Leurs bonnets rouges tirés sur les oreilles, attelés au traîneau à deux places, les petits gars ont gravi la pente. Ces bonnets rouges, comme ils filent sur la piste tassée ! L’air sec emporte au loin les cris.

Certain après-midi de dimanche, tout le monde s’en mêla : Fritz, l’apprenti du cordonnier, qui guidait à plat ventre ; et Bader, et Schramm, et Spinner, et Becker, et Klipfel, tant d’autres, les gars et leurs promises, ces belles filles aux joues frottées de vermillon qui s’installent sans tant de manières sur les genoux qu’on leur offre. Mais on remarquait surtout Suzanne Weiss, la sœur d’un des élèves de Reymond, si exubérante, si rieuse, le teint si animé qu’elle brillait de vie sur la froideur de la neige, en églantine qui se serait trompée de saison.
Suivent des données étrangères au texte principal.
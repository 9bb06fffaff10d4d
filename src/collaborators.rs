// Copyright 2026 Daniel Pelikan
//
// Licensed under the Apache License, Version 2.0 (the "License");
// you may not use this file except in compliance with the License.
// You may obtain a copy of the License at
//
//     http://www.apache.org/licenses/LICENSE-2.0
//
// Unless required by applicable law or agreed to in writing, software
// distributed under the License is distributed on an "AS IS" BASIS,
// WITHOUT WARRANTIES OR CONDITIONS OF ANY KIND, either express or implied.
// See the License for the specific language governing permissions and
// limitations under the License.

//! Interfaces the engine consumes from the surrounding application.
//!
//! All of them are injected at construction; the engine never holds a
//! reference back into the application.

use anyhow::{anyhow, Result};
use chrono::{DateTime, Utc};
use serde::Serialize;
use tracing::{debug, info};

use crate::bluetooth::protocol::DrinkRecord;
use crate::bluetooth::DeviceId;

/// Local copy of the drink history.
pub trait Storage: Send {
    /// Store records received from `device`. Already known records are ignored.
    fn persist(&mut self, records: &[DrinkRecord], device: &DeviceId) -> Result<()>;

    /// Drinks (positive amounts) not yet mirrored to the health platform.
    /// Refills stay local and are never returned.
    fn unsynced_records(&self) -> Result<Vec<DrinkRecord>>;

    /// Attach the health platform identifier to a stored record.
    fn link_health_sample(&mut self, device_record_id: u32, external_id: &str) -> Result<()>;

    /// Delete by local id, returning the linked health sample if there was one.
    fn delete_record(&mut self, id: i64) -> Result<Option<String>>;

    /// Map a device-assigned record id to the local id.
    fn lookup_record_id(&self, device_record_id: u32) -> Result<Option<i64>>;
}

/// Health platform mirror.
pub trait HealthMirror: Send {
    fn is_enabled(&self) -> bool;

    fn is_authorized(&self) -> bool;

    /// Log a water sample and return its external identifier.
    fn log_sample(&mut self, amount_ml: u16, at: DateTime<Utc>) -> Result<String>;

    fn delete_sample(&mut self, external_id: &str) -> Result<()>;
}

/// Daily hydration figures pushed to a companion device.
#[derive(Debug, Clone, Copy, PartialEq, Eq, Serialize)]
pub struct HydrationSnapshot {
    pub timestamp_sec: u32,
    pub daily_total_ml: u16,
    pub daily_goal_ml: u16,
    pub bottle_level_ml: u16,
    pub battery_percent: u8,
}

impl HydrationSnapshot {
    /// How far the day's total is below goal.
    pub fn deficit_ml(&self) -> u16 {
        self.daily_goal_ml.saturating_sub(self.daily_total_ml)
    }
}

/// Companion-device sync. Fire-and-forget.
pub trait CompanionSync: Send {
    fn push(&mut self, snapshot: &HydrationSnapshot);
}

/// Reminder urgency.
#[derive(Debug, Clone, Copy, PartialEq, Eq, Serialize)]
pub enum ReminderUrgency {
    Gentle,
    Firm,
    Urgent,
}

impl ReminderUrgency {
    /// Pick an urgency from the share of the goal still missing.
    pub fn for_deficit(deficit_ml: u16, goal_ml: u16) -> Option<Self> {
        if deficit_ml == 0 || goal_ml == 0 {
            return None;
        }
        let missing = f32::from(deficit_ml) / f32::from(goal_ml);
        Some(if missing > 0.6 {
            Self::Urgent
        } else if missing > 0.3 {
            Self::Firm
        } else {
            Self::Gentle
        })
    }
}

/// Local notification scheduler, driven by the application after a sync.
pub trait ReminderScheduler: Send {
    fn schedule_reminder(&mut self, urgency: ReminderUrgency, deficit_ml: u16);
}

/// Persisted identifier of the last connected bottle.
pub trait DeviceRegistry: Send {
    fn last_known(&self) -> Option<DeviceId>;

    fn remember(&mut self, device: &DeviceId) -> Result<()>;
}

/// Collaborator set handed to the engine.
pub struct Collaborators {
    pub storage: Box<dyn Storage>,
    pub health: Box<dyn HealthMirror>,
    pub companion: Box<dyn CompanionSync>,
    pub registry: Box<dyn DeviceRegistry>,
}

/// Health mirror for platforms without one.
#[derive(Debug, Default)]
pub struct NoHealthMirror;

impl HealthMirror for NoHealthMirror {
    fn is_enabled(&self) -> bool {
        false
    }

    fn is_authorized(&self) -> bool {
        false
    }

    fn log_sample(&mut self, _amount_ml: u16, _at: DateTime<Utc>) -> Result<String> {
        Err(anyhow!("no health platform available"))
    }

    fn delete_sample(&mut self, _external_id: &str) -> Result<()> {
        Err(anyhow!("no health platform available"))
    }
}

/// Companion sync that only logs the snapshot.
#[derive(Debug, Default)]
pub struct LogCompanion;

impl CompanionSync for LogCompanion {
    fn push(&mut self, snapshot: &HydrationSnapshot) {
        debug!(
            "Companion: {} / {} ml, bottle {} ml, battery {}%",
            snapshot.daily_total_ml,
            snapshot.daily_goal_ml,
            snapshot.bottle_level_ml,
            snapshot.battery_percent
        );
    }
}

/// Reminder scheduler that logs instead of notifying.
#[derive(Debug, Default)]
pub struct LogReminders;

impl ReminderScheduler for LogReminders {
    fn schedule_reminder(&mut self, urgency: ReminderUrgency, deficit_ml: u16) {
        info!("Reminder ({:?}): {} ml to go today", urgency, deficit_ml);
    }
}

#[cfg(test)]
mod tests {
    use super::*;

    #[test]
    fn test_deficit() {
        let snapshot = HydrationSnapshot {
            timestamp_sec: 0,
            daily_total_ml: 900,
            daily_goal_ml: 2000,
            bottle_level_ml: 300,
            battery_percent: 80,
        };
        assert_eq!(snapshot.deficit_ml(), 1100);

        let done = HydrationSnapshot {
            daily_total_ml: 2500,
            ..snapshot
        };
        assert_eq!(done.deficit_ml(), 0);
    }

    #[test]
    fn test_urgency_for_deficit() {
        assert_eq!(ReminderUrgency::for_deficit(0, 2000), None);
        assert_eq!(
            ReminderUrgency::for_deficit(1500, 2000),
            Some(ReminderUrgency::Urgent)
        );
        assert_eq!(
            ReminderUrgency::for_deficit(800, 2000),
            Some(ReminderUrgency::Firm)
        );
        assert_eq!(
            ReminderUrgency::for_deficit(200, 2000),
            Some(ReminderUrgency::Gentle)
        );
    }
}
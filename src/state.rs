// Copyright 2026 Daniel Pelikan
//
// Licensed under the Apache License, Version 2.0 (the "License");
// you may not use this file except in compliance with the License.
// You may obtain a copy of the License at
//
//     http://www.apache.org/licenses/LICENSE-2.0
//
// Unless required by applicable law or agreed to in writing, software
// distributed under the License is distributed on an "AS IS" BASIS,
// WITHOUT WARRANTIES OR CONDITIONS OF ANY KIND, either express or implied.
// See the License for the specific language governing permissions and
// limitations under the License.

//! Application state management.
//!
//! The engine writes a snapshot after every event; the application reads it
//! whenever it needs the current picture without subscribing to updates.

use parking_lot::RwLock;
use std::sync::Arc;

use crate::bluetooth::protocol::{BottleConfig, CurrentState, DeviceSettings};
use crate::bluetooth::{ConnectionState, DeviceId};
use crate::calibration::CalibrationPhase;
use crate::collaborators::HydrationSnapshot;
use crate::sync::SyncPhase;

/// Shared application state.
#[derive(Debug)]
pub struct AppState {
    /// Current link state.
    pub connection: RwLock<ConnectionState>,

    /// Connected bottle id and advertised name.
    pub device: RwLock<Option<(DeviceId, Option<String>)>>,

    /// Latest CurrentState, superseded wholesale on each notification.
    pub current: RwLock<Option<CurrentState>>,

    pub bottle_config: RwLock<Option<BottleConfig>>,

    pub settings: RwLock<Option<DeviceSettings>>,

    pub sync_phase: RwLock<SyncPhase>,

    pub sync_progress: RwLock<Option<f32>>,

    pub calibration: RwLock<CalibrationPhase>,
}

impl Default for AppState {
    fn default() -> Self {
        Self {
            connection: RwLock::new(ConnectionState::Disconnected),
            device: RwLock::new(None),
            current: RwLock::new(None),
            bottle_config: RwLock::new(None),
            settings: RwLock::new(None),
            sync_phase: RwLock::new(SyncPhase::Idle),
            sync_progress: RwLock::new(None),
            calibration: RwLock::new(CalibrationPhase::NotStarted),
        }
    }
}

impl AppState {
    pub fn new() -> Arc<Self> {
        Arc::new(Self::default())
    }

    pub fn set_connection(&self, state: ConnectionState, device: Option<(DeviceId, Option<String>)>) {
        *self.connection.write() = state;
        *self.device.write() = device;
    }

    pub fn get_connection(&self) -> ConnectionState {
        *self.connection.read()
    }

    pub fn get_device(&self) -> Option<(DeviceId, Option<String>)> {
        self.device.read().clone()
    }

    pub fn set_current(&self, state: CurrentState) {
        *self.current.write() = Some(state);
    }

    pub fn get_current(&self) -> Option<CurrentState> {
        *self.current.read()
    }

    pub fn set_bottle_config(&self, config: BottleConfig) {
        *self.bottle_config.write() = Some(config);
    }

    pub fn get_bottle_config(&self) -> Option<BottleConfig> {
        *self.bottle_config.read()
    }

    pub fn set_settings(&self, settings: DeviceSettings) {
        *self.settings.write() = Some(settings);
    }

    pub fn get_settings(&self) -> Option<DeviceSettings> {
        *self.settings.read()
    }

    pub fn set_sync(&self, phase: SyncPhase, progress: Option<f32>) {
        *self.sync_phase.write() = phase;
        *self.sync_progress.write() = progress;
    }

    pub fn get_sync_phase(&self) -> SyncPhase {
        self.sync_phase.read().clone()
    }

    pub fn get_sync_progress(&self) -> Option<f32> {
        *self.sync_progress.read()
    }

    pub fn set_calibration(&self, phase: CalibrationPhase) {
        *self.calibration.write() = phase;
    }

    pub fn get_calibration(&self) -> CalibrationPhase {
        self.calibration.read().clone()
    }

    /// Daily figures for the companion device and reminders. Needs a
    /// CurrentState; the goal is zero until the bottle config was read.
    pub fn hydration_snapshot(&self) -> Option<HydrationSnapshot> {
        let current = self.get_current()?;
        let goal = self
            .get_bottle_config()
            .map(|config| config.daily_goal_ml)
            .unwrap_or(0);
        Some(HydrationSnapshot {
            timestamp_sec: current.timestamp_sec,
            daily_total_ml: current.daily_total_ml,
            daily_goal_ml: goal,
            bottle_level_ml: current.bottle_level_ml,
            battery_percent: current.battery_percent,
        })
    }
}

#[cfg(test)]
mod tests {
    use super::*;
    use crate::bluetooth::protocol::StateFlags;

    #[test]
    fn test_hydration_snapshot_needs_current_state() {
        let state = AppState::new();
        assert!(state.hydration_snapshot().is_none());

        state.set_current(CurrentState {
            timestamp_sec: 1_700_000_000,
            current_weight_g: 0,
            bottle_level_ml: 420,
            daily_total_ml: 900,
            battery_percent: 72,
            flags: StateFlags(StateFlags::TIME_VALID),
            unsynced_count: 0,
        });
        let snapshot = state.hydration_snapshot().unwrap();
        assert_eq!(snapshot.daily_total_ml, 900);
        assert_eq!(snapshot.daily_goal_ml, 0);

        state.set_bottle_config(BottleConfig {
            scale_factor: 4.2,
            tare_weight_grams: 180,
            capacity_ml: 830,
            daily_goal_ml: 2500,
        });
        assert_eq!(state.hydration_snapshot().unwrap().deficit_ml(), 1600);
    }

    #[test]
    fn test_defaults() {
        let state = AppState::new();
        assert_eq!(state.get_connection(), ConnectionState::Disconnected);
        assert_eq!(state.get_sync_phase(), SyncPhase::Idle);
        assert_eq!(state.get_calibration(), CalibrationPhase::NotStarted);
        assert!(state.get_device().is_none());
    }
}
…Mademoiselle Suzanne ! En parlant d’elle, les voix prenaient des inflexions chantantes. Depuis qu’il la saluait, Reymond trouvait la vallée tout à fait charmante. Kraut lui-même, le veuf gratte-papier et sexagénaire, levait sur elle des yeux de chien assis derrière une porte fermée. Il n’y avait pas jusqu’à M. le juge Döring qui ne s’égarât régulièrement sous les fenêtres des Weiss, le torse sanglé dans une interminable redingote, la boutonnière fleurie de roses de Noël, la moustache retroussée dans les narines, une canne à pommeau d’argent au poing.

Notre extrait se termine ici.